### Given data
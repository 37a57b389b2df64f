//! Damage effect.
//!
//! Hits every living unit of the spell target for the cast's effect value.
//! With `chainLength > 0` it instead starts at the aimed unit and jumps to
//! the nearest unvisited unit each hop, losing `chainFactor` percent of its
//! strength per jump.

use rustc_hash::FxHashSet;
use serde::{Deserialize, Serialize};
use serde_json::Value;

use crate::battle::{BattleCommand, BattleInfo, Unit};
use crate::core::{AimType, BattleRng, SpellLevel};
use crate::spells::{Destination, EffectTarget, Mechanics, Problem, Target};

use super::effect::{Applicability, Application, Effect, EffectCore, TargetTransform};
use super::registry::EffectType;
use super::unit::UnitSelector;

/// Configuration of a damage effect.
#[derive(Clone, Debug, PartialEq, Eq, Serialize, Deserialize)]
#[serde(rename_all = "camelCase", default)]
pub struct DamageConfig {
    /// Total units hit by a chain, including the first. 0 disables chaining.
    pub chain_length: u8,
    /// Percent of strength kept on each jump.
    pub chain_factor: u8,
    /// Random spread in percent, rolled per unit.
    pub variance: u8,
}

impl Default for DamageConfig {
    fn default() -> Self {
        Self {
            chain_length: 0,
            chain_factor: 50,
            variance: 0,
        }
    }
}

#[derive(Clone, Debug)]
pub struct Damage {
    core: EffectCore,
    config: DamageConfig,
}

impl Damage {
    #[must_use]
    pub fn config(&self) -> &DamageConfig {
        &self.config
    }

    /// Replace the configuration (builder pattern).
    #[must_use]
    pub fn with_config(mut self, config: DamageConfig) -> Self {
        self.config = config;
        self
    }

    fn chains(&self) -> bool {
        self.config.chain_length > 0
    }

    fn chain_target(&self, m: &dyn Mechanics, aim_point: &Target) -> EffectTarget {
        let battle = m.battle();
        let first = aim_point.first().and_then(|dest| {
            dest.unit
                .and_then(|id| battle.unit(id))
                .or_else(|| battle.unit_at(dest.hex))
        });

        let mut chain = EffectTarget::new();
        let Some(first) = first.filter(|unit| self.is_valid_unit(m, unit)) else {
            return chain;
        };

        let mut visited = FxHashSet::default();
        visited.insert(first.id);
        chain.push(Destination::unit(first));

        let mut last = first;
        while chain.len() < usize::from(self.config.chain_length) {
            let next = battle
                .units()
                .filter(|unit| !visited.contains(&unit.id) && self.is_valid_unit(m, unit))
                .min_by_key(|unit| (last.position.distance(unit.position), unit.position, unit.id));

            let Some(next) = next else { break };
            visited.insert(next.id);
            chain.push(Destination::unit(next));
            last = next;
        }
        chain
    }
}

impl EffectType for Damage {
    const TYPE_NAME: &'static str = "damage";

    fn with_level(level: SpellLevel) -> Self {
        Self {
            core: EffectCore::new(level),
            config: DamageConfig::default(),
        }
    }
}

impl UnitSelector for Damage {
    fn accepts(&self, _m: &dyn Mechanics, _unit: &Unit) -> bool {
        true
    }
}

impl TargetTransform for Damage {
    fn adjust_target_types(&self, types: &mut Vec<AimType>) {
        if self.chains() {
            types.clear();
            types.push(AimType::Creature);
        }
    }

    fn filter_target(&self, m: &dyn Mechanics, target: &EffectTarget) -> EffectTarget {
        self.select_units(m, target)
    }

    fn transform_target(&self, m: &dyn Mechanics, aim_point: &Target, spell_target: &Target) -> EffectTarget {
        if self.chains() {
            self.chain_target(m, aim_point)
        } else {
            self.select_units(m, spell_target)
        }
    }
}

impl Applicability for Damage {
    fn applicable_to(
        &self,
        problem: &mut Problem,
        m: &dyn Mechanics,
        _aim_point: &Target,
        target: &EffectTarget,
    ) -> bool {
        self.check_units(problem, m, target)
    }
}

impl Application for Damage {
    fn commands(&self, rng: &mut BattleRng, m: &dyn Mechanics, target: &EffectTarget) -> Vec<BattleCommand> {
        let battle = m.battle();
        let variance = i64::from(self.config.variance);
        let mut strength = m.effect_value();
        let mut commands = Vec::with_capacity(target.len());

        for dest in target {
            let Some(unit) = dest.unit.and_then(|id| battle.unit(id)) else {
                continue;
            };
            if self.is_valid_unit(m, unit) {
                let mut amount = strength;
                if variance > 0 {
                    amount = amount * (100 + rng.gen_range(-variance..=variance)) / 100;
                }
                commands.push(BattleCommand::Damage {
                    unit: unit.id,
                    amount: amount.max(0),
                });
            }
            if self.chains() {
                strength = strength * i64::from(self.config.chain_factor) / 100;
            }
        }
        commands
    }
}

impl Effect for Damage {
    fn core(&self) -> &EffectCore {
        &self.core
    }

    fn core_mut(&mut self) -> &mut EffectCore {
        &mut self.core
    }

    fn type_name(&self) -> &'static str {
        Self::TYPE_NAME
    }

    fn load_effect(&mut self, config: &Value) -> Result<(), serde_json::Error> {
        self.config = DamageConfig::deserialize(config)?;
        Ok(())
    }

    fn save_effect(&self) -> Result<Value, serde_json::Error> {
        serde_json::to_value(&self.config)
    }
}

#[cfg(test)]
mod tests {
    use super::*;
    use crate::battle::BattleState;
    use crate::core::{BattleHex, BattleSide, CreatureId, SpellId, UnitId};
    use crate::spells::CastMechanics;
    use serde_json::json;
    use smallvec::smallvec;

    fn hex(x: i16, y: i16) -> BattleHex {
        BattleHex::from_xy(x, y).unwrap()
    }

    /// Units 0..4 on row 5 at columns 2, 4, 9, 14; unit 2 is dead.
    fn setup() -> BattleState {
        let mut state = BattleState::new();
        for (id, x) in [(0, 2), (1, 4), (2, 9), (3, 14)] {
            state.add_unit(Unit::new(UnitId(id), CreatureId(1), BattleSide::Defender, hex(x, 5), 10, 10));
        }
        state.unit_mut(UnitId(2)).unwrap().take_damage(1000);
        state
    }

    fn everyone(state: &BattleState) -> Target {
        state.units().map(Destination::unit).collect()
    }

    fn chain(length: u8) -> Damage {
        Damage::with_level(SpellLevel::BASIC).with_config(DamageConfig {
            chain_length: length,
            ..DamageConfig::default()
        })
    }

    #[test]
    fn test_filter_drops_dead_units() {
        let state = setup();
        let m = CastMechanics::new(&state, SpellId::LIGHTNING_BOLT, SpellLevel::BASIC);
        let damage = Damage::with_level(SpellLevel::BASIC);

        let all = everyone(&state);
        let filtered = damage.filter_target(&m, &all);

        assert_eq!(filtered.len(), 3);
        assert!(filtered.iter().all(|d| d.unit != Some(UnitId(2))));
    }

    #[test]
    fn test_plain_damage_ignores_aim_point() {
        let state = setup();
        let m = CastMechanics::new(&state, SpellId::LIGHTNING_BOLT, SpellLevel::BASIC);
        let damage = Damage::with_level(SpellLevel::BASIC);

        let aim: Target = smallvec![Destination::hex(hex(8, 8))];
        let target = damage.transform_target(&m, &aim, &everyone(&state));
        assert_eq!(target.len(), 3);
    }

    #[test]
    fn test_chain_follows_nearest_living() {
        let state = setup();
        let m = CastMechanics::new(&state, SpellId::CHAIN_LIGHTNING, SpellLevel::EXPERT);

        let aim: Target = smallvec![Destination::hex(hex(4, 5))];
        let target = chain(4).transform_target(&m, &aim, &Target::new());

        let ids: Vec<_> = target.iter().map(|d| d.unit.unwrap()).collect();
        assert_eq!(ids, vec![UnitId(1), UnitId(0), UnitId(3)]);
    }

    #[test]
    fn test_chain_stops_at_length() {
        let state = setup();
        let m = CastMechanics::new(&state, SpellId::CHAIN_LIGHTNING, SpellLevel::EXPERT);

        let aim: Target = smallvec![Destination::unit(state.unit(UnitId(3)).unwrap())];
        let target = chain(2).transform_target(&m, &aim, &Target::new());

        let ids: Vec<_> = target.iter().map(|d| d.unit.unwrap()).collect();
        assert_eq!(ids, vec![UnitId(3), UnitId(1)]);
    }

    #[test]
    fn test_chain_from_empty_hex_is_empty() {
        let state = setup();
        let m = CastMechanics::new(&state, SpellId::CHAIN_LIGHTNING, SpellLevel::EXPERT);

        let aim: Target = smallvec![Destination::hex(hex(7, 7))];
        assert!(chain(3).transform_target(&m, &aim, &Target::new()).is_empty());

        let mut problem = Problem::new();
        assert!(!chain(3).applicable_to(&mut problem, &m, &aim, &Target::new()));
        assert!(!problem.is_empty());
    }

    #[test]
    fn test_chain_decay() {
        let state = setup();
        let m = CastMechanics::new(&state, SpellId::CHAIN_LIGHTNING, SpellLevel::EXPERT)
            .with_effect_value(100);
        let effect = chain(3);

        let aim: Target = smallvec![Destination::hex(hex(4, 5))];
        let target = effect.transform_target(&m, &aim, &Target::new());
        let commands = effect.commands(&mut BattleRng::new(0), &m, &target);

        let amounts: Vec<_> = commands
            .iter()
            .map(|c| match c {
                BattleCommand::Damage { amount, .. } => *amount,
                other => panic!("unexpected command {other:?}"),
            })
            .collect();
        assert_eq!(amounts, vec![100, 50, 25]);
    }

    #[test]
    fn test_variance_is_deterministic() {
        let state = setup();
        let m = CastMechanics::new(&state, SpellId::MAGIC_ARROW, SpellLevel::BASIC)
            .with_effect_value(100);
        let effect = Damage::with_level(SpellLevel::BASIC).with_config(DamageConfig {
            variance: 20,
            ..DamageConfig::default()
        });
        let target = everyone(&state);

        let first = effect.commands(&mut BattleRng::new(9), &m, &target);
        let second = effect.commands(&mut BattleRng::new(9), &m, &target);
        assert_eq!(first, second);

        for command in &first {
            let BattleCommand::Damage { amount, .. } = command else {
                panic!("unexpected command");
            };
            assert!((80..=120).contains(amount));
        }
    }

    #[test]
    fn test_chain_requires_creature_aim() {
        let mut types = vec![AimType::Location];
        chain(3).adjust_target_types(&mut types);
        assert_eq!(types, vec![AimType::Creature]);

        let mut types = vec![AimType::Location];
        Damage::with_level(SpellLevel::BASIC).adjust_target_types(&mut types);
        assert_eq!(types, vec![AimType::Location]);
    }

    #[test]
    fn test_config_round_trip() {
        let mut effect = Damage::with_level(SpellLevel::BASIC);
        effect.load_effect(&json!({ "chainLength": 4, "chainFactor": 75 })).unwrap();

        assert_eq!(effect.config().chain_length, 4);
        assert_eq!(effect.config().chain_factor, 75);
        assert_eq!(effect.config().variance, 0);
        assert_eq!(
            effect.save_effect().unwrap(),
            json!({ "chainLength": 4, "chainFactor": 75, "variance": 0 })
        );
    }
}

### Exercise directions
Take from the listing above each line in which the string "everyone" is found.

### Worked solution
    fn everyone(state: &BattleState) -> Target {
        let all = everyone(&state);
        let target = damage.transform_target(&m, &aim, &everyone(&state));
        let target = everyone(&state);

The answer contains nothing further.